__EXERCISE__: Every line of the entries below that carries the string "toAddress" should be copied.

TASK MATERIAL Block Start

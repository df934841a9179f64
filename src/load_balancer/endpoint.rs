//! Endpoint abstraction.
//!
//! # Responsibilities
//! - Represent a single RPC endpoint and its position in the pool
//! - Probe liveness on demand (no cached health state)
//! - Count probe and submission outcomes for status reporting

use std::sync::atomic::{AtomicU64, Ordering};
use std::sync::Arc;

use crate::blockchain::client::ChainRpc;
use crate::observability::metrics;

/// A single RPC endpoint.
pub struct Endpoint {
    /// Position in the configured order.
    index: usize,
    /// URL the endpoint was configured with.
    url: String,
    /// Client used for every call routed to this endpoint.
    rpc: Arc<dyn ChainRpc>,
    /// Failed liveness probes since startup.
    probe_failures: AtomicU64,
}

impl Endpoint {
    /// Create a new endpoint.
    pub fn new(index: usize, url: impl Into<String>, rpc: Arc<dyn ChainRpc>) -> Self {
        Self {
            index,
            url: url.into(),
            rpc,
            probe_failures: AtomicU64::new(0),
        }
    }

    /// Position in the pool.
    pub fn index(&self) -> usize {
        self.index
    }

    /// Configured URL.
    pub fn url(&self) -> &str {
        &self.url
    }

    /// RPC client for this endpoint.
    pub fn rpc(&self) -> &dyn ChainRpc {
        self.rpc.as_ref()
    }

    /// Failed probes observed so far.
    pub fn probe_failures(&self) -> u64 {
        self.probe_failures.load(Ordering::Relaxed)
    }

    /// Ask the node for its latest block. Returns the height if it answered.
    pub async fn probe(&self) -> Option<u64> {
        match self.rpc.block_number().await {
            Ok(height) => {
                tracing::trace!(endpoint = %self.url, height, "Endpoint live");
                Some(height)
            }
            Err(e) => {
                self.probe_failures.fetch_add(1, Ordering::Relaxed);
                metrics::record_probe_failure(&self.url);
                tracing::warn!(endpoint = %self.url, error = %e, "Endpoint probe failed");
                None
            }
        }
    }
}

impl std::fmt::Debug for Endpoint {
    fn fmt(&self, f: &mut std::fmt::Formatter<'_>) -> std::fmt::Result {
        f.debug_struct("Endpoint")
            .field("index", &self.index)
            .field("url", &self.url)
            .field("probe_failures", &self.probe_failures())
            .finish()
    }
}
//! Payment API handlers.

use std::time::{Instant, SystemTime, UNIX_EPOCH};

use axum::{
    extract::{rejection::JsonRejection, Query, State},
    Json,
};
use serde::{Deserialize, Serialize};
use serde_json::Value;

use crate::http::response::ApiError;
use crate::http::server::AppState;
use crate::payments::history::{DetailedMetrics, HistoryPage, StatusFilter, SystemMetrics};
use crate::payments::{PaymentOutcome, PaymentRequest};

pub const MISSING_PARAMETERS: &str = "Missing required parameters";
pub const PAYMENTS_NOT_ARRAY: &str = "Payments must be an array";

const DEFAULT_HISTORY_LIMIT: usize = 50;

/// Response of `POST /api/payment/batch`.
#[derive(Debug, Serialize, Deserialize)]
pub struct BatchResponse {
    pub success: bool,
    pub results: Vec<PaymentOutcome>,
    pub processed: usize,
    pub successful: usize,
    pub failed: usize,
}

/// Response of `GET /api/payment/status`.
#[derive(Debug, Serialize)]
pub struct StatusResponse {
    pub success: bool,
    pub status: &'static str,
    pub metrics: SystemMetrics,
    pub uptime_secs: u64,
    /// Unix seconds.
    pub timestamp: u64,
}

#[derive(Debug, Serialize)]
pub struct HistoryResponse {
    pub success: bool,
    #[serde(flatten)]
    pub page: HistoryPage,
}

#[derive(Debug, Serialize)]
pub struct MetricsResponse {
    pub success: bool,
    pub metrics: DetailedMetrics,
}

#[derive(Debug, Deserialize)]
pub struct HistoryQuery {
    pub limit: Option<usize>,
    pub offset: Option<usize>,
    pub status: Option<StatusFilter>,
}

/// `POST /api/payment/execute`
pub async fn execute_payment(
    State(state): State<AppState>,
    body: Result<Json<Value>, JsonRejection>,
) -> Result<Json<PaymentOutcome>, ApiError> {
    let Json(body) = body.map_err(|e| ApiError::bad_request(e.body_text()))?;
    let request = parse_payment(body).map_err(ApiError::bad_request)?;

    let started = Instant::now();
    let outcome = state.dispatcher.execute(&request).await;
    state
        .history
        .record(request, outcome.clone(), started.elapsed())
        .await;

    Ok(Json(outcome))
}

/// `POST /api/payment/batch`
///
/// Every item is validated before anything is dispatched.
pub async fn execute_batch(
    State(state): State<AppState>,
    body: Result<Json<Value>, JsonRejection>,
) -> Result<Json<BatchResponse>, ApiError> {
    let Json(mut body) = body.map_err(|e| ApiError::bad_request(e.body_text()))?;
    let items = match body.get_mut("payments").map(Value::take) {
        Some(Value::Array(items)) => items,
        _ => return Err(ApiError::bad_request(PAYMENTS_NOT_ARRAY)),
    };

    let requests = items
        .into_iter()
        .enumerate()
        .map(|(index, item)| {
            parse_payment(item)
                .map_err(|e| ApiError::bad_request(format!("Invalid payment at index {index}: {e}")))
        })
        .collect::<Result<Vec<_>, _>>()?;

    let started = Instant::now();
    let results = state.dispatcher.execute_batch(requests.clone()).await;
    let elapsed = started.elapsed();
    for (request, outcome) in requests.into_iter().zip(&results) {
        state.history.record(request, outcome.clone(), elapsed).await;
    }

    let successful = results.iter().filter(|o| o.is_success()).count();
    Ok(Json(BatchResponse {
        success: true,
        processed: results.len(),
        successful,
        failed: results.len() - successful,
        results,
    }))
}

/// `GET /api/payment/status`
pub async fn status(State(state): State<AppState>) -> Json<StatusResponse> {
    Json(StatusResponse {
        success: true,
        status: "operational",
        metrics: state.history.system_metrics().await,
        uptime_secs: state.started.elapsed().as_secs(),
        timestamp: SystemTime::now()
            .duration_since(UNIX_EPOCH)
            .map(|d| d.as_secs())
            .unwrap_or_default(),
    })
}

/// `GET /api/payment/history`
pub async fn history(
    State(state): State<AppState>,
    Query(query): Query<HistoryQuery>,
) -> Json<HistoryResponse> {
    let page = state
        .history
        .page(
            query.limit.unwrap_or(DEFAULT_HISTORY_LIMIT),
            query.offset.unwrap_or(0),
            query.status,
        )
        .await;
    Json(HistoryResponse {
        success: true,
        page,
    })
}

/// `GET /api/payment/metrics`
pub async fn metrics(State(state): State<AppState>) -> Json<MetricsResponse> {
    Json(MetricsResponse {
        success: true,
        metrics: state.history.detailed_metrics().await,
    })
}

/// Validate one payment object.
///
/// `from`, `to` and `amount` must be present and non-empty in either
/// spelling. A plain JSON number is accepted for `amount`.
pub fn parse_payment(mut value: Value) -> Result<PaymentRequest, String> {
    let Some(fields) = value.as_object_mut() else {
        return Err("payment must be an object".to_string());
    };

    let present = |names: &[&str]| {
        names.iter().any(|name| match fields.get(*name) {
            None | Some(Value::Null) => false,
            Some(Value::String(s)) => !s.is_empty(),
            Some(_) => true,
        })
    };
    if !present(&["from", "fromAddress"])
        || !present(&["to", "toAddress"])
        || !present(&["amount"])
    {
        return Err(MISSING_PARAMETERS.to_string());
    }

    if let Some(Value::Number(n)) = fields.get("amount") {
        let amount = n
            .as_u64()
            .ok_or_else(|| "amount must be a non-negative integer".to_string())?;
        fields.insert("amount".to_string(), Value::String(amount.to_string()));
    }
    if fields.get("tokenContract").is_some_and(Value::is_null) {
        fields.remove("tokenContract");
    }
    if fields.get("token").is_some_and(Value::is_null) {
        fields.remove("token");
    }

    serde_json::from_value(value).map_err(|e| e.to_string())
}

#[cfg(test)]
mod tests {
    use super::*;
    use alloy::primitives::U256;
    use serde_json::json;

    const FROM: &str = "0xf39fd6e51aad88f6f4ce6ab8827279cfffb92266";
    const TO: &str = "0x70997970c51812dc3a010c7d01b50e0d17dc79c8";

    #[test]
    fn test_missing_fields() {
        for body in [
            json!({ "toAddress": TO, "amount": "1" }),
            json!({ "fromAddress": FROM, "amount": "1" }),
            json!({ "fromAddress": FROM, "toAddress": TO }),
            json!({ "fromAddress": FROM, "toAddress": TO, "amount": "" }),
            json!({ "fromAddress": null, "toAddress": TO, "amount": "1" }),
        ] {
            assert_eq!(parse_payment(body).unwrap_err(), MISSING_PARAMETERS);
        }
    }

    #[test]
    fn test_numeric_amount_and_null_token() {
        let request = parse_payment(json!({
            "fromAddress": FROM,
            "toAddress": TO,
            "amount": 1000,
            "tokenContract": null
        }))
        .unwrap();
        assert_eq!(request.amount, U256::from(1000u64));
        assert!(request.token.is_none());
    }

    #[test]
    fn test_malformed_fields_rejected() {
        assert!(parse_payment(json!({ "from": "0x12", "to": TO, "amount": "1" })).is_err());
        assert!(parse_payment(json!({ "from": FROM, "to": TO, "amount": -1 })).is_err());
        assert!(parse_payment(json!(["not", "an", "object"])).is_err());
    }
}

TASK MATERIAL Block End

__WRITTEN REPLY__:
        || !present(&["to", "toAddress"])
            json!({ "toAddress": TO, "amount": "1" }),
            json!({ "fromAddress": FROM, "toAddress": TO }),
            json!({ "fromAddress": FROM, "toAddress": TO, "amount": "" }),
            json!({ "fromAddress": null, "toAddress": TO, "amount": "1" }),
            "toAddress": TO,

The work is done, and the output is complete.